Влюбленность — это всего лишь трудноуправляемое раздражение, маниакально-навязчивое помешательство, занимающее все время и все пространство. Хоть и гнездится в мозгу, но заполняет главным образом тело. Любовь, если вообще появляется, то появляется позже и поглощает человека по-другому. Это не сиюминутная страсть. Она смотрит в будущее. Думаю, что я полюбила тебя в тот самый момент, когда ты в порыве благодарности за подарок (книгу) обнял меня. Впервые как раз тогда на долю секунды во мне появилась мысль о будущем с тобой. И тут же я испугалась этого…
Я специально осталась в тот вечер в институте. Ушла только тогда, когда погас свет в твоем кабинете. Ты не пришел ко мне и не позвонил. Я не думаю, что ты добрался до восьмой страницы. Ни в тот вечер, ни когда-либо потом. Мне почему-то больше верится в то, что ты поставил книгу на полку и что стоит она там среди кучи других не важных для тебя предметов. Надеюсь, теперь-то ты заглянешь в нее. И наверняка доберешься до восьмой, а может, и дальше…
Письма…
Если бы не письма, я почти ничего не знала бы о своем отце. Иногда у меня складывалось впечатление, что он существует только благодаря письмам, которые писал мне. Когда же он возвращался из очередного плавания домой и письма от него не приходили, он казался мне далеким и отсутствующим. Даже если сидел тут же рядом, за столом или приходил ко мне в комнату и целовал меня на ночь. Мой отец даже сказки на сон грядущий — рассказывай своим будущим детям сказки, это очень важно! — «рассказывал» мне в письмах. Когда я была совсем маленькой и еще не умела читать, он их просто рисовал.

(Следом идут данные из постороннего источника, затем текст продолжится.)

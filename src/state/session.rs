//! Session state: the credential context and the login phase machine.
//!
//! DESIGN
//! ======
//! The `Authorization` header value lives in an explicit [`AuthContext`]
//! threaded into each request instead of a process-wide default header, so
//! login/logout replace one value owned by the session rather than mutating
//! ambient client configuration.

#[cfg(test)]
#[path = "session_test.rs"]
mod session_test;

/// Credential context attached to authenticated requests.
#[derive(Clone, Debug, Default, PartialEq, Eq)]
pub struct AuthContext {
    header: Option<String>,
}

impl AuthContext {
    /// Build the context for a stored token, yielding a
    /// `Basic <token>` authorization header value.
    pub fn from_token(token: &str) -> Self {
        Self {
            header: Some(format!("Basic {token}")),
        }
    }

    /// The header value to attach, when a credential is installed.
    pub fn header(&self) -> Option<&str> {
        self.header.as_deref()
    }

    pub fn clear(&mut self) {
        self.header = None;
    }
}

/// Where the session stands between page load and logout.
#[derive(Clone, Copy, Debug, Default, PartialEq, Eq)]
pub enum SessionPhase {
    /// No valid credential; only the login route is reachable.
    #[default]
    Unauthenticated,
    /// A stored token was found and the auth probe is in flight.
    Authenticating,
    /// The probe (or a fresh credential check) succeeded.
    Authenticated,
}

/// Shared session state provided via context.
///
/// Route-change refetches only happen in the `Authenticated` phase; the
/// probe path is the single place a failure forces a login redirect.
#[derive(Clone, Debug, Default, PartialEq, Eq)]
pub struct SessionState {
    pub phase: SessionPhase,
    pub auth: AuthContext,
}

impl SessionState {
    pub fn is_authenticated(&self) -> bool {
        matches!(self.phase, SessionPhase::Authenticated)
    }

    /// A stored token was found; the probe request is about to go out.
    pub fn begin_probe(&mut self, token: &str) {
        self.phase = SessionPhase::Authenticating;
        self.auth = AuthContext::from_token(token);
    }

    /// Install the credential after a successful check.
    pub fn establish(&mut self, token: &str) {
        self.phase = SessionPhase::Authenticated;
        self.auth = AuthContext::from_token(token);
    }

    /// Drop the candidate credential after a failed probe.
    pub fn reject(&mut self) {
        self.phase = SessionPhase::Unauthenticated;
        self.auth.clear();
    }

    /// Explicit logout. Safe to call when already logged out.
    pub fn logout(&mut self) {
        self.phase = SessionPhase::Unauthenticated;
        self.auth.clear();
    }
}
//! Submissions-list state for the active selector.
//!
//! DESIGN
//! ======
//! The list is always a full server snapshot, never a client-side patch.
//! Each fetch carries a sequence tag; a completion whose tag is no longer
//! the latest issued one is discarded, so an overlapping fetch for a
//! previous selector cannot overwrite a newer response.

#[cfg(test)]
#[path = "submissions_test.rs"]
mod submissions_test;

use crate::net::types::Submission;

/// Shared submissions-list state provided via context.
#[derive(Clone, Debug, Default)]
pub struct SubmissionsState {
    pub items: Vec<Submission>,
    pub loading: bool,
    issued_seq: u64,
    applied_seq: u64,
}

impl SubmissionsState {
    /// Register a new list fetch and return its sequence tag.
    pub fn begin_fetch(&mut self) -> u64 {
        self.issued_seq += 1;
        self.loading = true;
        self.issued_seq
    }

    /// Apply a completed fetch, replacing the list wholesale.
    ///
    /// Returns `false` (and changes nothing) when a newer fetch was issued
    /// after `seq` — the late completion loses.
    pub fn apply_fetch(&mut self, seq: u64, items: Vec<Submission>) -> bool {
        if seq != self.issued_seq {
            return false;
        }
        self.items = items;
        self.applied_seq = seq;
        self.loading = false;
        true
    }

    /// Record a failed fetch. The list is left as-is; the loading flag is
    /// only cleared when no newer fetch is still in flight.
    pub fn fail_fetch(&mut self, seq: u64) {
        if seq == self.issued_seq {
            self.loading = false;
        }
    }

    /// Tag of the most recently applied fetch.
    pub fn applied_seq(&self) -> u64 {
        self.applied_seq
    }
}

Вот почему Красная Шапочка у меня всегда ассоциируется со мной, Бабушка — с моей собственной бабушкой, а у Волка зубы и глаза были как у соседа с третьего этажа в нашем подъезде. «Девочка со спичками» Андерсена, «рассказанная» рисунками моего отца, пришла в двадцати четырех пронумерованных толстых письмах. Этими письмами отец пытался компенсировать свое отсутствие. Хотя вовсе не был обязан. Может быть, это и странно, но я любила его именно отсутствовавшего. Это совсем не так трудно. Требуется лишь немного смирения, щепотка иллюзий и капля времени. Моя мать никогда не была настолько смиренной, чтобы дать ему это время.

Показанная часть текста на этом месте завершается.